Well, no. If it ignores us I probably wouldn’t call it “unfriendly”—but I don’t really mind if someone else does. It’s certainly not FAI. But an AI does need to have some utility function, otherwise it does nothing (and isn’t, in truth, intelligent at all), and will only ignore humanity if it’s explicitly programmed to. This ought to be as difficult an engineering problem as FAI—hence why I said it “almost certainly takes us apart”. You can’t get there by failing at FAI, except by being extremely lucky, and why would you want to go there on purpose?
Yes, it would be a really bad idea to have a superintelligence optimise the world for just one person’s utility function.
“But an AI does need to have some utility function”
What if the “optimization of the utility function” is bounded like my own personal predilection with spending my paycheck on paperclips one time only and then stopping?
Is it sentient if it sits in a corner and thinks to itself, running simulations but won’t talk to you unless you offer it a trade e.g. of some paperclips?
Is it possible that we’re conflating “friendly” with “useful but NOT unfriendly” and we’re struggling with defining what “useful” means?
If it likes sitting in a corner and thinking to itself, and doesn’t care about anything else, it is very likely to turn everything around it (including us) into computronium so that it can think to itself better.

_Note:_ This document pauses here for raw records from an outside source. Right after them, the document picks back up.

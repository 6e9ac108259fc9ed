use super::Type;
use crate::display::DisplayValue;

/// One named field of an [`ObjectSchema`](super::ObjectSchema).
///
/// Defaults and examples are kept as JSON text and parsed when used. Both
/// are checked when the enclosing scope is bound.
#[derive(Debug, Clone)]
pub struct PropertySchema {
    type_: Type,
    display: Option<DisplayValue>,
    required: bool,
    required_if: Vec<String>,
    required_if_not: Vec<String>,
    conflicts: Vec<String>,
    default: Option<String>,
    examples: Vec<String>,
}

impl PropertySchema {
    /// An optional property of the given type.
    pub fn new(type_: impl Into<Type>) -> Self {
        Self {
            type_: type_.into(),
            display: None,
            required: false,
            required_if: Vec::new(),
            required_if_not: Vec::new(),
            conflicts: Vec::new(),
            default: None,
            examples: Vec::new(),
        }
    }

    /// Mark the property as always required.
    pub fn required(mut self) -> Self {
        self.required = true;
        self
    }

    /// Set whether the property is always required.
    pub fn with_required(mut self, required: bool) -> Self {
        self.required = required;
        self
    }

    /// Attach display metadata.
    pub fn with_display(mut self, display: DisplayValue) -> Self {
        self.display = Some(display);
        self
    }

    /// Required whenever any of `fields` is set.
    pub fn required_if<S: Into<String>>(mut self, fields: impl IntoIterator<Item = S>) -> Self {
        self.required_if.extend(fields.into_iter().map(Into::into));
        self
    }

    /// Required whenever none of `fields` is set.
    pub fn required_if_not<S: Into<String>>(mut self, fields: impl IntoIterator<Item = S>) -> Self {
        self.required_if_not.extend(fields.into_iter().map(Into::into));
        self
    }

    /// Must not be set together with any of `fields`.
    pub fn conflicts<S: Into<String>>(mut self, fields: impl IntoIterator<Item = S>) -> Self {
        self.conflicts.extend(fields.into_iter().map(Into::into));
        self
    }

    /// Default value as JSON text, used when the property is absent.
    pub fn with_default(mut self, json: impl Into<String>) -> Self {
        self.default = Some(json.into());
        self
    }

    /// Example values as JSON text.
    pub fn with_examples<S: Into<String>>(mut self, examples: impl IntoIterator<Item = S>) -> Self {
        self.examples.extend(examples.into_iter().map(Into::into));
        self
    }

    /// The property's type.
    pub fn type_(&self) -> &Type {
        &self.type_
    }

    /// Display metadata.
    pub fn display(&self) -> Option<&DisplayValue> {
        self.display.as_ref()
    }

    /// Whether the property is always required.
    pub fn is_required(&self) -> bool {
        self.required
    }

    /// Fields whose presence makes this one required.
    pub fn required_if_fields(&self) -> &[String] {
        &self.required_if
    }

    /// Fields whose joint absence makes this one required.
    pub fn required_if_not_fields(&self) -> &[String] {
        &self.required_if_not
    }

    /// Fields that may not be set together with this one.
    pub fn conflicting_fields(&self) -> &[String] {
        &self.conflicts
    }

    /// Default value as JSON text.
    pub fn default_json(&self) -> Option<&str> {
        self.default.as_deref()
    }

    /// Example values as JSON text.
    pub fn examples(&self) -> &[String] {
        &self.examples
    }

    /// Every field named by an interdependency.
    pub(crate) fn interdependencies(&self) -> impl Iterator<Item = &String> {
        self.required_if
            .iter()
            .chain(&self.required_if_not)
            .chain(&self.conflicts)
    }
}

If you put a threshold on it to prevent it from doing stuff like that, that’s a little better, but not much. If it has a utility function that says “Think to yourself about stuff, but do not mess up the lives of humans in doing so”, then what you have now is an AI that is motivated to find loopholes in (the implementation of) that second clause, because anything that can get an increased fulfilment of the first clause will give it a higher utility score overall.
You can get more and more precise than that and cover more known failure modes with their own individual rules, but if it’s very intelligent or powerful it’s tough to predict what terrible nasty stuff might still be in the intersection of all the limiting conditions we create. Hidden complexity of wishes and all that jazz.